→ Entries supplied
%%

use super::{Letter, LetterCounts};
use crate::error::Error;
use std::convert::TryFrom;
use std::fmt;
use std::ops::Deref;
use std::str::FromStr;
use tinyvec::ArrayVec;

/// Maximum number of tiles a player holds
pub const RACK_SIZE: usize = 7;

type Tiles = ArrayVec<[Letter; RACK_SIZE]>;

/// The letter tiles of a player. Duplicates are allowed, order is irrelevant.
#[derive(Debug, Default, Copy, Clone, PartialEq, Eq)]
pub struct Rack(Tiles);

impl Deref for Rack {
    type Target = [Letter];

    fn deref(&self) -> &Self::Target {
        &self.0
    }
}

impl Rack {
    pub fn new() -> Rack {
        Rack(Tiles::new())
    }

    pub fn is_full(&self) -> bool {
        self.0.len() == RACK_SIZE
    }

    /// Add a tile.
    /// ## Errors
    /// [`RackFull`](Error::RackFull) if the rack already holds `RACK_SIZE` tiles.
    pub fn push(&mut self, letter: Letter) -> Result<(), Error> {
        if self.is_full() {
            return Err(Error::RackFull);
        }
        self.0.push(letter);
        Ok(())
    }

    /// Remove one tile with `letter`. Returns false if the rack has none.
    pub fn remove(&mut self, letter: Letter) -> bool {
        match self.0.iter().position(|&l| l == letter) {
            Some(i) => {
                self.0.remove(i);
                true
            }
            None => false,
        }
    }

    /// Count the tiles per letter.
    pub fn counts(&self) -> LetterCounts {
        self.0.iter().copied().collect()
    }
}

/// Parse a rack from a string like `"CATXXXX"`.
impl FromStr for Rack {
    type Err = Error;

    fn from_str(s: &str) -> Result<Self, Self::Err> {
        let mut rack = Rack::new();
        for ch in s.chars().filter(|ch| !ch.is_whitespace()) {
            rack.push(Letter::try_from(ch)?)?;
        }
        Ok(rack)
    }
}

impl fmt::Display for Rack {
    fn fmt(&self, f: &mut fmt::Formatter) -> fmt::Result {
        let s = self
            .iter()
            .map(Letter::to_string)
            .collect::<Vec<String>>()
            .join(" ");
        write!(f, "{}", s)
    }
}

#[cfg(test)]
mod tests {
    use super::*;

    #[test]
    fn test_parse() {
        let rack: Rack = "cat xx".parse().unwrap();
        assert_eq!(rack.len(), 5);
        assert_eq!(rack.to_string(), "C A T X X");
    }

    #[test]
    #[should_panic(expected = "RackFull")]
    fn test_rack_full() {
        "ABCDEFGH".parse::<Rack>().unwrap();
    }

    #[test]
    fn test_remove() {
        let mut rack: Rack = "AXA".parse().unwrap();
        let a = Letter::try_from('A').unwrap();
        let z = Letter::try_from('Z').unwrap();
        assert!(rack.remove(a));
        assert!(!rack.remove(z));
        assert_eq!(rack.to_string(), "X A");
        assert_eq!(rack.counts().get(a), 1);
    }
}
use super::Letter;
use crate::error::Error;
use std::convert::TryFrom;
use std::fmt;

/// A square on the board that is either empty or holds a [`Letter`](crate::Letter)
#[derive(Debug, Copy, Clone, PartialEq, Eq, Default)]
pub struct Cell(Option<Letter>);

impl Cell {
    /// An empty cell
    pub const EMPTY: Self = Self(None);

    /// Create new `Cell` holding `letter`
    pub fn from_letter(letter: Letter) -> Cell {
        Cell(Some(letter))
    }

    /// Get the contained letter or None
    pub fn letter(&self) -> Option<Letter> {
        self.0
    }

    /// Check if the cell is empty.
    pub fn is_empty(&self) -> bool {
        self.0.is_none()
    }
}

/// `'.'` and `' '` parse as an empty cell.
impl TryFrom<char> for Cell {
    type Error = Error;
    fn try_from(ch: char) -> Result<Self, Self::Error> {
        match ch {
            '.' | ' ' => Ok(Cell::EMPTY),
            _ => Letter::try_from(ch).map(Cell::from_letter),
        }
    }
}

impl fmt::Display for Cell {
    fn fmt(&self, f: &mut fmt::Formatter) -> fmt::Result {
        match self.0 {
            Some(letter) => write!(f, "{}", letter),
            None => write!(f, "."),
        }
    }
}

#[cfg(test)]
mod tests {
    use super::*;

    #[test]
    fn test_parse_cell() {
        assert!(Cell::try_from('.').unwrap().is_empty());
        assert!(Cell::try_from(' ').unwrap().is_empty());
        let cell = Cell::try_from('k').unwrap();
        assert_eq!(cell.to_string(), "K");
        assert!(Cell::try_from('#').is_err());
    }
}
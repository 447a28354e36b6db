use criterion::{criterion_group, criterion_main, Criterion};
use rand::{rngs::StdRng, Rng, SeedableRng};
use wordgame_engine::{Lexicon, Rack, WordFinder};

const WORDS: &[&str] = &[
    "af", "ah", "al", "aar", "aas", "bi", "bo", "bar", "bes", "bel", "cat", "car", "card",
];

/// Random lowercase words of 2 to 8 letters, the same for every run.
fn generated_words(n: usize) -> Vec<String> {
    let mut rng = StdRng::seed_from_u64(123);
    (0..n)
        .map(|_| {
            let len = rng.gen_range(2..=8);
            (0..len)
                .map(|_| rng.gen_range(b'a'..=b'z') as char)
                .collect()
        })
        .collect()
}

fn bench_best_word(c: &mut Criterion, name: &str, lexicon: &Lexicon, letters: &str) {
    let rack: Rack = letters.parse().unwrap();
    let finder = WordFinder::new(lexicon);
    c.bench_function(name, |b| b.iter(|| finder.best_word(&rack)));
}

fn criterion_benchmark(c: &mut Criterion) {
    c.bench_function("lexicon.from_words", |b| {
        b.iter(|| Lexicon::from_words(WORDS))
    });

    let words = generated_words(100_000);
    c.bench_function("lexicon.from_words.100k", |b| {
        b.iter(|| Lexicon::from_words(&words))
    });

    let lexicon = Lexicon::from_words(&words);
    c.bench_function("lexicon.contains", |b| {
        b.iter(|| words.iter().take(1000).filter(|w| lexicon.contains(w)).count())
    });

    bench_best_word(c, "finder.best_word.1", &lexicon, "abel");
    bench_best_word(c, "finder.best_word.2", &lexicon, "etaoins");
    bench_best_word(c, "finder.best_word.3", &lexicon, "qzxjkvw");
}

criterion_group!(benches, criterion_benchmark);
criterion_main!(benches);
use super::Letter;
use std::iter::FromIterator;

/// Number of tiles per letter, used as a multiset of letters.
#[derive(Debug, Default, Copy, Clone, PartialEq, Eq)]
pub struct LetterCounts([usize; Letter::COUNT]);

impl LetterCounts {
    pub fn new() -> LetterCounts {
        LetterCounts::default()
    }

    /// Number of tiles with `letter`.
    pub fn get(&self, letter: Letter) -> usize {
        self.0[letter.index()]
    }

    /// Add one `letter`.
    pub fn add(&mut self, letter: Letter) {
        self.0[letter.index()] += 1;
    }

    /// Remove one `letter`. Returns false if there was none left.
    pub fn take(&mut self, letter: Letter) -> bool {
        let count = &mut self.0[letter.index()];
        if *count == 0 {
            return false;
        }
        *count -= 1;
        true
    }

    /// Total number of tiles.
    pub fn len(&self) -> usize {
        self.0.iter().sum()
    }

    pub fn is_empty(&self) -> bool {
        self.len() == 0
    }

    /// Iterate over the letters present, with their count, in alphabetical order.
    pub fn iter(&self) -> impl Iterator<Item = (Letter, usize)> + '_ {
        Letter::all()
            .map(move |letter| (letter, self.get(letter)))
            .filter(|&(_, count)| count > 0)
    }

    /// Returns the first letter for which we need more tiles than `available`
    /// holds, as (letter, needed, available).
    pub fn shortage(&self, available: &LetterCounts) -> Option<(Letter, usize, usize)> {
        self.iter()
            .map(|(letter, needed)| (letter, needed, available.get(letter)))
            .find(|&(_, needed, have)| needed > have)
    }

    /// True if every letter occurs in `other` at least as often as in `self`.
    pub fn is_subset(&self, other: &LetterCounts) -> bool {
        self.shortage(other).is_none()
    }
}

impl FromIterator<Letter> for LetterCounts {
    fn from_iter<I: IntoIterator<Item = Letter>>(iter: I) -> Self {
        let mut counts = LetterCounts::new();
        for letter in iter {
            counts.add(letter);
        }
        counts
    }
}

%%

What is the number of lines in the records that hold the word "other"? Answer with that number only.

→ Exercise solution
3